By Julia-Ambra Verlaine 

Oil prices erased earlier losses and closed higher Thursday after signs of discord over supply cuts among the Organization of the Petroleum Exporting Countries and other major producers sparked a volatile trading session.

U.S. crude futures for July delivery closed up 0.3% at $37.41 a barrel. Easing coronavirus lockdowns and historic oil output cuts by large producers have helped spur the recent climb in oil prices -- though they are still down around 40% since the beginning of the year.

Thursday's initial slip followed the cancellation of a hastily called meeting that was supposed to take place Thursday among a 23-country coalition known as OPEC-plus.

"You have to wonder why OPEC+ even brought up the 'special' meeting when it only cast doubt on the existing plan," says Bob Yawger, director of the futures division at Mizuho Securities USA, in a note to clients.

Saudi Arabia, the de facto leader of OPEC, and Russia informally agreed Wednesday to extend supply cuts of 9.7 million barrels a day an extra month through July, revisiting output curbs every month.

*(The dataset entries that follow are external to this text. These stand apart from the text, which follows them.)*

//! Transport clock for preview playback.
//!
//! Position is derived from an anchor (position + instant) and the playback rate, so
//! it never drifts with tick frequency. Callers pass `now` explicitly, which keeps the
//! clock deterministic under test.

use std::time::{Duration, Instant};

use serde::{Deserialize, Serialize};

use crate::config::PreviewConfig;
use crate::error::LibraryError;
use crate::model::time::{Time, TimeRange};

#[derive(Clone, Copy, Debug, Default, PartialEq, Eq, Serialize, Deserialize)]
pub enum PlaybackState {
    #[default]
    Stopped,
    Playing,
    Paused,
}

/// A range the preview should resolve next.
#[derive(Clone, Copy, Debug, PartialEq, Eq)]
pub struct PreviewRequest {
    pub position: Time,
    pub range: TimeRange,
    /// Issued by a seek rather than by the rate-limited tick.
    pub immediate: bool,
}

#[derive(Clone, Debug)]
pub struct PlaybackClock {
    state: PlaybackState,
    rate: f64,
    anchor_position: Time,
    anchor_instant: Option<Instant>,
    min_interval: Duration,
    window: Time,
    last_query: Option<Instant>,
}

impl PlaybackClock {
    pub fn new(config: &PreviewConfig) -> Self {
        Self {
            state: PlaybackState::Stopped,
            rate: 1.0,
            anchor_position: Time::ZERO,
            anchor_instant: None,
            min_interval: config.min_query_interval(),
            window: config.window(),
            last_query: None,
        }
    }

    pub fn state(&self) -> PlaybackState {
        self.state
    }

    pub fn rate(&self) -> f64 {
        self.rate
    }

    pub fn min_interval(&self) -> Duration {
        self.min_interval
    }

    pub fn position(&self, now: Instant) -> Time {
        match (self.state, self.anchor_instant) {
            (PlaybackState::Playing, Some(anchor)) => {
                let elapsed = now.saturating_duration_since(anchor).as_secs_f64();
                self.anchor_position + Time::from_secs_f64(elapsed * self.rate)
            }
            _ => self.anchor_position,
        }
    }

    fn reanchor(&mut self, now: Instant) {
        self.anchor_position = self.position(now);
        self.anchor_instant = Some(now);
    }

    pub fn play(&mut self, now: Instant) {
        if self.state == PlaybackState::Playing {
            return;
        }
        self.anchor_instant = Some(now);
        self.state = PlaybackState::Playing;
        log::debug!("Playback started at {} (rate {})", self.anchor_position, self.rate);
    }

    pub fn pause(&mut self, now: Instant) {
        self.reanchor(now);
        self.state = PlaybackState::Paused;
        log::debug!("Playback paused at {}", self.anchor_position);
    }

    /// Pauses with the position pinned to `position`, e.g. at the end of the timeline.
    pub fn pause_at(&mut self, position: Time) {
        self.anchor_position = position.max(Time::ZERO);
        self.anchor_instant = None;
        self.state = PlaybackState::Paused;
    }

    pub fn stop(&mut self) {
        self.state = PlaybackState::Stopped;
        self.anchor_position = Time::ZERO;
        self.anchor_instant = None;
        self.last_query = None;
        log::debug!("Playback stopped");
    }

    pub fn set_rate(&mut self, now: Instant, rate: f64) -> Result<(), LibraryError> {
        if !rate.is_finite() || rate <= 0.0 {
            return Err(LibraryError::InvalidArgument(format!(
                "playback rate must be positive, got {rate}"
            )));
        }
        self.reanchor(now);
        self.rate = rate;
        Ok(())
    }

    /// Jumps to `position` and returns the one query that must be issued right away.
    ///
    /// Resets the rate limiter, so the next tick waits a full interval instead of
    /// replaying queries that piled up before the seek.
    pub fn seek(&mut self, now: Instant, position: Time) -> PreviewRequest {
        self.anchor_position = position.max(Time::ZERO);
        self.anchor_instant = Some(now);
        if self.state == PlaybackState::Stopped {
            self.state = PlaybackState::Paused;
        }
        self.last_query = Some(now);
        self.request(self.anchor_position, true)
    }

    /// At most one query per minimum interval while playing. Missed intervals are
    /// dropped rather than queued.
    pub fn tick(&mut self, now: Instant) -> Option<PreviewRequest> {
        if self.state != PlaybackState::Playing {
            return None;
        }
        if let Some(last) = self.last_query {
            if now.saturating_duration_since(last) < self.min_interval {
                return None;
            }
        }
        self.last_query = Some(now);
        Some(self.request(self.position(now), false))
    }

    fn request(&self, position: Time, immediate: bool) -> PreviewRequest {
        PreviewRequest {
            position,
            range: TimeRange::with_duration(position, self.window),
            immediate,
        }
    }
}

#[cfg(test)]
mod tests {
    use super::*;

    fn clock() -> PlaybackClock {
        PlaybackClock::new(&PreviewConfig {
            max_queries_per_second: 10.0,
            window_ms: 500,
            cache_capacity: 4,
        })
    }

    #[test]
    fn position_follows_rate() {
        let start = Instant::now();
        let mut clock = clock();
        clock.set_rate(start, 2.0).unwrap();
        clock.play(start);
        assert_eq!(clock.position(start + Duration::from_secs(3)), Time::from_secs(6));
    }

    #[test]
    fn paused_clock_does_not_move() {
        let start = Instant::now();
        let mut clock = clock();
        clock.play(start);
        clock.pause(start + Duration::from_secs(1));
        assert_eq!(clock.state(), PlaybackState::Paused);
        assert_eq!(clock.position(start + Duration::from_secs(10)), Time::from_secs(1));
        assert!(clock.tick(start + Duration::from_secs(10)).is_none());
    }

    #[test]
    fn rejects_non_positive_rate() {
        let mut clock = clock();
        assert!(clock.set_rate(Instant::now(), 0.0).is_err());
        assert_eq!(clock.rate(), 1.0);
    }
}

Negotiations have been held up by insistence from the Russians and Saudis that countries such as Nigeria, Iraq, and Kazakhstan, which have repeatedly flouted their cut quotas, promise to improve -- or even retroactively correct -- their compliance rates.

"It is unlikely that Iraq and Nigeria, both struggling with a crippling economy, would give up to the kingdom and the Kremlin demands to hike their quotas," said Rystad Energy senior oil markets analyst Paola Rodriguez Masiu in a note. "No wonder why the market is trembling."

Brent crude futures for delivery in August, the global gauge of oil prices, gained 0.5% to close at $39.99 a barrel.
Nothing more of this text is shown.